---
title: "R Notebook"
output: html_notebook
---
This is an [R Markdown](http://rmarkdown.rstudio.com) Notebook. When you execute code within the notebook, the results appear beneath the code.
Try executing this chunk by clicking the *Run* button within the chunk or by placing your cursor inside it and pressing *Cmd+Shift+Enter*.
```{r}
plot(cars)
```
Add a new chunk by clicking the *Insert Chunk* button on the toolbar or by pressing *Cmd+Option+I*.
When you save the notebook, an HTML file containing the code and output will be saved alongside it (click the *Preview* button or press *Cmd+Shift+K* to preview the HTML file).
The preview shows you a rendered HTML copy of the contents of the editor.
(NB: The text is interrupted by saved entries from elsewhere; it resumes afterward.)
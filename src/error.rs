//! Error types for the daemon core.

use thiserror::Error;

/// Errors produced by the daemon core.
#[derive(Debug, Error)]
#[non_exhaustive]
pub enum Error {
    /// Socket or filesystem I/O failure.
    #[error("I/O error: {0}")]
    Io(#[from] std::io::Error),

    /// Malformed or oversized meta-protocol input.
    #[error("Protocol violation: {0}")]
    Protocol(String),

    /// Handshake or identity verification failure.
    #[error("Authentication failed: {0}")]
    Auth(String),

    /// Failure inside a cryptographic collaborator (seal, open, digest).
    #[error("Crypto error: {0}")]
    Crypto(String),

    /// Invalid or unreadable configuration.
    #[error("Configuration error: {0}")]
    Config(String),

    /// Another daemon already holds the PID lock for this net.
    #[error("{0}")]
    AlreadyRunning(String),

    /// A peer missed its liveness or handshake deadline.
    #[error("Timeout: {0}")]
    Timeout(String),

    /// A name or resource that must be unique was claimed twice.
    #[error("Duplicate: {0}")]
    Duplicate(String),

    /// Peer speaks a newer meta-protocol than we do.
    #[error("Incompatible protocol version {peer} (ours is {ours})")]
    IncompatibleVersion { peer: u32, ours: u32 },

    /// Unrecoverable process-level failure (fork, exhaustion).
    #[error("Fatal: {0}")]
    Fatal(String),
}

impl Error {
    /// Whether this error terminates only the connection it occurred on.
    ///
    /// Per-connection errors close that meta-connection and leave the
    /// daemon running; everything else escalates to the startup/shutdown
    /// paths.
    pub fn is_connection_scoped(&self) -> bool {
        matches!(
            self,
            Error::Io(_)
                | Error::Protocol(_)
                | Error::Auth(_)
                | Error::Crypto(_)
                | Error::Timeout(_)
                | Error::Duplicate(_)
                | Error::IncompatibleVersion { .. }
        )
    }
}

/// Result type alias for daemon-core operations.
pub type Result<T> = std::result::Result<T, Error>;
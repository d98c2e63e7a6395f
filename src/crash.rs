//! Crash-restart on fatal memory faults.
//!
//! SEGV or BUS means the process state is gone, but the mesh benefits
//! from the daemon coming back: the handler unlinks the PID file and
//! re-execs the original argv. A second-strike handler is installed
//! first so a fault during recovery terminates instead of looping.
//! Everything in handler context sticks to async-signal-safe calls
//! (`write`, `unlink`, `execvp`, `_exit`); this is best-effort by
//! design, and a host supervisor restarting the process is the sturdier
//! alternative where available.

use std::ffi::CString;
use std::path::Path;
use std::ptr;
use std::sync::atomic::{AtomicPtr, Ordering};

struct ReexecData {
    pid_file: CString,
    /// NULL-terminated argv for execvp.
    argv_ptrs: Vec<*const libc::c_char>,
    /// Backing storage the pointers borrow from.
    _argv: Vec<CString>,
}

// The data is written once before the handlers are armed and only read
// from signal context afterwards.
unsafe impl Sync for ReexecData {}

static REEXEC: AtomicPtr<ReexecData> = AtomicPtr::new(ptr::null_mut());

fn write_stderr(msg: &str) {
    unsafe {
        libc::write(
            libc::STDERR_FILENO,
            msg.as_ptr() as *const libc::c_void,
            msg.len(),
        );
    }
}

extern "C" fn second_strike(_: libc::c_int) {
    write_stderr("Got another fatal signal: not restarting.\n");
    unsafe { libc::_exit(1) }
}

extern "C" fn crash_handler(_: libc::c_int) {
    unsafe {
        libc::signal(libc::SIGSEGV, second_strike as libc::sighandler_t);
        libc::signal(libc::SIGBUS, second_strike as libc::sighandler_t);
    }
    write_stderr("Got fatal signal: trying to re-execute.\n");

    let data = REEXEC.load(Ordering::Relaxed);
    if !data.is_null() {
        unsafe {
            let data = &*data;
            libc::unlink(data.pid_file.as_ptr());
            libc::execvp(data.argv_ptrs[0], data.argv_ptrs.as_ptr());
        }
    }
    unsafe { libc::_exit(1) }
}

/// Arm the crash-restart handlers with the state re-exec needs.
///
/// `argv` is the original command line; it is stored for the lifetime
/// of the process.
pub fn install(pid_file: &Path, argv: &[String]) {
    let Ok(pid_file) = CString::new(pid_file.to_string_lossy().as_bytes()) else {
        return;
    };
    let storage: Vec<CString> = argv
        .iter()
        .filter_map(|a| CString::new(a.as_bytes()).ok())
        .collect();
    if storage.is_empty() {
        return;
    }
    let mut argv_ptrs: Vec<*const libc::c_char> =
        storage.iter().map(|s| s.as_ptr()).collect();
    argv_ptrs.push(ptr::null());

    let data = Box::new(ReexecData {
        pid_file,
        argv_ptrs,
        _argv: storage,
    });
    // On re-arm the previous block stays leaked: the handler may hold
    // a pointer to it.
    let _ = REEXEC.swap(Box::into_raw(data), Ordering::Relaxed);

    unsafe {
        libc::signal(libc::SIGSEGV, crash_handler as libc::sighandler_t);
        libc::signal(libc::SIGBUS, crash_handler as libc::sighandler_t);
    }
}

#[cfg(test)]
mod tests {
    use super::*;

    #[test]
    fn test_install_stores_reexec_state() {
        let dir = tempfile::tempdir().expect("tempdir");
        let pid_file = dir.path().join("tincd.pid");
        install(&pid_file, &["tincd".to_string(), "-n".to_string(), "v1".to_string()]);

        let data = REEXEC.load(Ordering::Relaxed);
        assert!(!data.is_null());
        let data = unsafe { &*data };
        assert_eq!(data.argv_ptrs.len(), 4, "three args plus NULL");
        assert!(data.argv_ptrs[3].is_null());

        // Installing again must not invalidate the stored pointers.
        install(&pid_file, &["tincd".to_string()]);
        assert!(!REEXEC.load(Ordering::Relaxed).is_null());
    }
}
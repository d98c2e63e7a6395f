//! Data-plane collaborator contract.
//!
//! The tap/tun device and the UDP encapsulation path live outside the
//! daemon core. The core starts and stops the plane around its own
//! lifecycle (startup, reload, shutdown), hands it per-node packet keys
//! negotiated over the mesh, and periodically observes per-node traffic
//! counters for the topology tables and the traffic dump.

use crate::error::Result;
use crate::topology::TrafficCounters;

/// Counter deltas attributed to one node since the last poll.
#[derive(Debug, Clone)]
pub struct NodeTraffic {
    pub node: String,
    pub delta: TrafficCounters,
}

/// Contract between the daemon core and the packet-ferrying plane.
pub trait DataPlane: Send {
    /// Bring the plane up. Called once at startup and again after a
    /// reload tears it down.
    fn start(&mut self) -> Result<()>;

    /// Tear the plane down. Must be idempotent.
    fn stop(&mut self);

    /// Install or replace the packet key for a node.
    fn install_key(&mut self, node: &str, key: &[u8]);

    /// Drain per-node counter deltas accumulated since the last call.
    fn poll_counters(&mut self) -> Vec<NodeTraffic>;
}

/// Plane used when no packet path is wired in: counts nothing, ferries
/// nothing, but keeps the lifecycle observable in the logs.
#[derive(Debug, Default)]
pub struct NullDataPlane {
    running: bool,
}

impl NullDataPlane {
    pub fn new() -> Self {
        Self::default()
    }
}

impl DataPlane for NullDataPlane {
    fn start(&mut self) -> Result<()> {
        self.running = true;
        log::debug!("Data plane up (null)");
        Ok(())
    }

    fn stop(&mut self) {
        if self.running {
            self.running = false;
            log::debug!("Data plane down (null)");
        }
    }

    fn install_key(&mut self, node: &str, _key: &[u8]) {
        log::trace!("Discarding packet key for {node} (null plane)");
    }

    fn poll_counters(&mut self) -> Vec<NodeTraffic> {
        Vec::new()
    }
}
Consequently, unlike *Knit*, *Preview* does not run any R code chunks. Instead, the output of the chunk when it was last run in the editor is displayed.
```{r}
#Loading packages we need today
library(tidyverse)
library(ggplot2)
library(psych)
#If you don't already have these packages, please install first
if (FALSE) {
install.packages("tidyverse")
install.packages("ggplot2")
install.packages("psych")
}
#Open dataset
d<-as.data.frame(state.x77)
#What does each variable measure?
?state.x77
```
```{r}
# REVIEW for mutate(): Make a new variable by combining two other variables, or transforming a single variable
#Population density = Population/Area
WithDen<-as.data.frame(d%>% mutate(Density = Population/Area))
#OR
d$Density<-d$Population/d$Area
```
```{r}
#Add Comments
## Covid Cases by State, 2020-04-03. CDC website.
covid.x2020 <- read.csv("covidCases.csv", header=FALSE)
stat.covid <- data.frame(state.x77,Covid=covid.x2020[[2]], region=state.region)
```
```{r}
# Calculate summary statistics (e.g., Mean, Median, SD, Skewness & Kurtosis statistics) for a variable
mean(d$Income)
median(d$Income)
sd(d$Income)
skew(d$Income)
kurtosi(d$Income)
describe(d$Income)
```
```{r}
describe(stat.covid$Covid)
stat.covid %>% mutate(CovidDensity = Covid/Area) -> covid1
png("covidCases.png")
hist(covid1$CovidDensity, main="Covid Density by State 2020-04-03",xlab="Covid cases per square mile" )
dev.off()
```
```{r}
## Calculate summary statistics separately for groups of cases
Wealthy <- d %>%
filter(Income > 4435.8)
NotWealthy <- d %>%
filter(Income < 4435.8)
describe(NotWealthy)
```
```{r}
# Make a histogram, adjust the number of bins, and add a normal curve
ggplot(data = d) +
geom_histogram(mapping = aes(x = Income), binwidth = 100)
#OR
hist(d$Income,breaks = 30,main = "Income", freq=FALSE, col="gray", xlab="Income")#freq = false because we want to graph probablity densities here instead of representation of frequencies
# add a normal distribution line in histogram
curve(dnorm(x, mean=mean(d$Income), sd=sd(d$Income)), add=TRUE, col="red")
```
```{r}
# Panel histograms by rows according to a grouping variable - Income in geographically bigger vs smaller state
#Creating a group variable based on area
mean(d$Area)
d$BigOrSmall<-ifelse(d$Area>=70735.08,"Big","Small")
#Histogram of population based on geographically big vs small state
ggplot(data = d, mapping = aes(x = Population)) +
geom_freqpoly(mapping = aes(colour = BigOrSmall), binwidth = 100)
```
```{r}
#Make boxplots to compare groups of variables - population in geographically bigger or smaller states
ggplot(data = d, mapping = aes(x = BigOrSmall, y = Population)) +
geom_boxplot()
```
```{r}
#Remove outliers or groups
NoOutliers<-d
NoOutliers$Population[NoOutliers$Population > 10000] <-NA
#Checking the boxplots again
ggplot(data = NoOutliers, mapping = aes(x = BigOrSmall, y = Population)) +
geom_boxplot()
```
```{r}
# Save your output to a picture file.
#jpeg file
jpeg("boxplot.jpg", width = 350, height = 350)
ggplot(data = NoOutliers, mapping = aes(x = BigOrSmall, y = Population)) +
geom_boxplot()
dev.off()
#OR if you would like a PDF export
pdf("boxplot.pdf")
ggplot(data = NoOutliers, mapping = aes(x = BigOrSmall, y = Population)) +
geom_boxplot()
dev.off()
#Where did I save this image to?
getwd()
```